# ABP Taken Over



## Pompeyfan (Aug 9, 2005)

Associated British Ports (ABP) which owns 21 UK ports including Southampton has agreed to be taken over for £2.5bn by a consortium which includes investment bank Goldman Sachs. Another British port owner taken over. Do we have anything left to sell?!. David


----------



## Jeff Egan (Jul 25, 2005)

Who owned ABP before the take over, any idea?


----------



## david smith (Apr 30, 2004)

Just wait and see what develops. This may not be the final offer and the market is expecting counter bids, that is confirmed in the closing price - a lot higher than the 810p offered by Golmas Sachs et al.
Analysts are expecting an offer from a German investment company - that may raise some shackles!
Also some expect the ports to be sold for around £10 per share due to its property portfolio.
As an employee I am very concerned, but the board and shareholders will decide in the end.
Abp was the remants of the British Transport Board


----------



## Ron Stringer (Mar 15, 2005)

*ABP For Sale*



Jeff Egan said:


> Who owned ABP before the take over, any idea?

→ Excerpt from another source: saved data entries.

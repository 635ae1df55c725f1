//! Command orchestration helpers from UI actions to backend command queue.

use client_core::ClientError;
use crossbeam_channel::{Sender, TrySendError};

use crate::backend_bridge::commands::BackendCommand;

/// Queues `cmd` for the worker. A rejected command comes back as a
/// [`ClientError::Dispatch`] so the caller can settle its pending request.
pub fn dispatch_backend_command(
    cmd_tx: &Sender<BackendCommand>,
    cmd: BackendCommand,
) -> Result<(), ClientError> {
    let cmd_name = cmd.name();
    match cmd_tx.try_send(cmd) {
        Ok(()) => {
            tracing::debug!(command = cmd_name, "queued ui->backend command");
            Ok(())
        }
        Err(TrySendError::Full(_)) => Err(ClientError::Dispatch(format!(
            "command queue is full; dropped {cmd_name}"
        ))),
        Err(TrySendError::Disconnected(_)) => Err(ClientError::Dispatch(format!(
            "backend command processor disconnected; dropped {cmd_name}"
        ))),
    }
}

#[cfg(test)]
mod tests {
    use crossbeam_channel::bounded;
    use shared::domain::RequestId;

    use super::*;

    #[test]
    fn queues_command_when_worker_is_listening() {
        let (tx, rx) = bounded(1);
        dispatch_backend_command(
            &tx,
            BackendCommand::FetchDatasetInfo {
                request_id: RequestId(1),
            },
        )
        .expect("queued");
        assert_eq!(
            rx.try_recv().expect("command"),
            BackendCommand::FetchDatasetInfo {
                request_id: RequestId(1)
            }
        );
    }

    #[test]
    fn full_or_disconnected_queue_is_a_dispatch_error() {
        let (tx, rx) = bounded(1);
        let cmd = || BackendCommand::AskQuestion {
            request_id: RequestId(2),
            question: "salinity?".to_string(),
        };
        dispatch_backend_command(&tx, cmd()).expect("first fits");

        let err = dispatch_backend_command(&tx, cmd()).expect_err("queue full");
        assert!(err.to_string().contains("full"), "unexpected error: {err}");

        drop(rx);
        let err = dispatch_backend_command(&tx, cmd()).expect_err("disconnected");
        assert!(
            matches!(&err, ClientError::Dispatch(message) if message.contains("disconnected")),
            "unexpected error: {err}"
        );
    }
}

The poor bloody British taxpayer, that's who owned the British Transport Docks Board until they were denationalised.

The Board was set up in 1963 with the ports being hived off from the railways in a desperate effort to prevent the UK's docks infrastructure sliding into total decay, following years of under(non)-investment. The brief was to make the docks pay or dispose of them to the highest bidder.

To the credit of the management at the time, the BTDB rapidly became one of the very few nationalised industries to achieve, and to remain in, profitability throughout its existence. They modernised the ports, invested (our money) heavily in the infrastructure and equipment, made very wise investments in both property and land for expansion, all against fierce opposition from government. Their very success made them a target for privatisation and Associated British Ports was created.

Now it is being sold off to foreign buyers, who I am sure will have the best interests of British taxpayers and shippers at heart. I look forward to an era of ever-increasing investment and minimal dividends to shareholders.

There go those flying pigs again.

Ron


----------



## Jeff Egan (Jul 25, 2005)

Ron, I had an idea of the history but I meant who is the majority share holder at the moment.


----------



## david smith (Apr 30, 2004)

ABP is owned by the shareholders, there are no major institutions who own the company but after massive sharebuying today anything can happen.


----------